Então, no volver furtivo e detalhado de cada página, eu descobri algo novo: textos envolventes com assuntos, embora de séculos atrás, tão atuais e familiares que passavam não só a mim, mas a quem quer que os lesse (leiam) uma profunda intimidade com o autor.

Agora eu já podia empunhar aquela, cujo clique não mais soava irritante, mas frugal.

Tudo era simples, evidente e claro. Eu não precisava mais daquela pilha de publicações, pois tudo estava ali, em cada cor, som, ou lembrança. Daquela ponta esferográfica, as palavras fluíram com naturalidade e deitavam em cada pauta com a suavidade de uma pétala que pousava sobre a relva.
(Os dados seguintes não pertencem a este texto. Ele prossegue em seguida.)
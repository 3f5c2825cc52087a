//! Dashboard report over a merged frame shaped like the persisted table.

use access_report::{ReportOptions, build_report};
use polars::prelude::{DataFrame, IntoColumn, NamedFrom, Series};

fn merged_frame() -> DataFrame {
    DataFrame::new(vec![
        Series::new("patient_id".into(), vec![1i64, 2, 3, 4]).into_column(),
        Series::new("country".into(), vec!["France", "Spain", "France", "Italy"]).into_column(),
        Series::new("gender".into(), vec!["F", "M", "F", "F"]).into_column(),
        Series::new("age".into(), vec![30i64, 50, 40, 50]).into_column(),
        Series::new(
            "accessibility_type".into(),
            vec!["visual", "visual", "motor", "hearing"],
        )
        .into_column(),
        Series::new(
            "device_type".into(),
            vec!["screen reader", "tablet", "screen reader", "tablet"],
        )
        .into_column(),
        Series::new(
            "issue_type".into(),
            vec![Some("navigation"), None, Some("contrast"), Some("navigation")],
        )
        .into_column(),
        Series::new("satisfaction_score".into(), vec![4.0, 2.0, 3.0, 5.0]).into_column(),
    ])
    .expect("frame")
}

#[test]
fn dashboard_json_snapshot() {
    let options = ReportOptions {
        preview_rows: 2,
        age_bins: 2,
        ..ReportOptions::default()
    };
    let report = build_report(&merged_frame(), &options);
    let json = serde_json::to_string_pretty(&report).expect("serialize");
    insta::assert_snapshot!(json, @r#"
    {
      "country_filter": null,
      "available_countries": [
        "France",
        "Italy",
        "Spain"
      ],
      "total_rows": 4,
      "selected_rows": 4,
      "kpis": {
        "patients": 4,
        "countries": 3,
        "accessibility_types": 3,
        "average_satisfaction": 3.5
      },
      "top_countries": [
        {
          "label": "France",
          "count": 2
        },
        {
          "label": "Italy",
          "count": 1
        },
        {
          "label": "Spain",
          "count": 1
        }
      ],
      "satisfaction_by_accessibility": [
        {
          "label": "hearing",
          "mean": 5.0,
          "count": 1
        },
        {
          "label": "motor",
          "mean": 3.0,
          "count": 1
        },
        {
          "label": "visual",
          "mean": 3.0,
          "count": 2
        }
      ],
      "gender_balance": [
        {
          "label": "F",
          "count": 3,
          "percent": 75.0
        },
        {
          "label": "M",
          "count": 1,
          "percent": 25.0
        }
      ],
      "issue_types": [
        {
          "label": "navigation",
          "count": 2
        },
        {
          "label": "contrast",
          "count": 1
        }
      ],
      "age_histogram": [
        {
          "lower": 30.0,
          "upper": 40.0,
          "count": 1
        },
        {
          "lower": 40.0,
          "upper": 50.0,
          "count": 3
        }
      ],
      "device_usage": [
        {
          "label": "screen reader",
          "count": 2
        },
        {
          "label": "tablet",
          "count": 2
        }
      ],
      "preview": {
        "columns": [
          "patient_id",
          "country",
          "gender",
          "age",
          "accessibility_type",
          "device_type",
          "issue_type",
          "satisfaction_score"
        ],
        "rows": [
          [
            "1",
            "France",
            "F",
            "30",
            "visual",
            "screen reader",
            "navigation",
            "4"
          ],
          [
            "2",
            "Spain",
            "M",
            "50",
            "visual",
            "tablet",
            "",
            "2"
          ]
        ]
      }
    }
    "#);
}

#[test]
fn country_filter_narrows_every_breakdown() {
    let options = ReportOptions::default().with_country("France");
    let report = build_report(&merged_frame(), &options);

    assert_eq!(report.selected_rows, 2);
    assert_eq!(report.kpis.patients, 2);
    assert_eq!(report.kpis.average_satisfaction, Some(3.5));
    assert_eq!(report.top_countries.len(), 1);
    assert_eq!(report.device_usage.len(), 1);
    assert_eq!(report.device_usage[0].label, "screen reader");
    assert_eq!(report.available_countries, vec!["France", "Italy", "Spain"]);
    assert_eq!(report.age_histogram.len(), 20);
    assert_eq!(
        report.age_histogram.iter().map(|bin| bin.count).sum::<usize>(),
        2
    );
}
Eu compunha com mais idéias, indeterminado, mais livre. Não havia motivo para se preocupar com “Lapsus Linguae”... Sim era minha primeira crônica. Agora eu sabia que poderia escrever sobre qualquer coisa.

*Cassius Barra Mansa é cronista machadense

Lapus Linguae = erros de linguagem
ATRAÇÃO DOS MOLEKES

(pagode com malícia mineira)

Influenciados pelo, Exalta Samba, Revelação, o grupo se apresentou pela primeira vez em 2006 na Praça Antônio Carlos (Machado-MG), durante as comemorações do 7 de setembro.. No mesmo mês, eles abriram o show do Face Racial no salão da Dismabe, evento organizado pelo DJ Brown. O próximo passo será a gravação do primeiro CD com 12 músicas, entre elas (É hora de curti) Contatos: João ou Diogo (35) 3295-4031 (Machado-MG).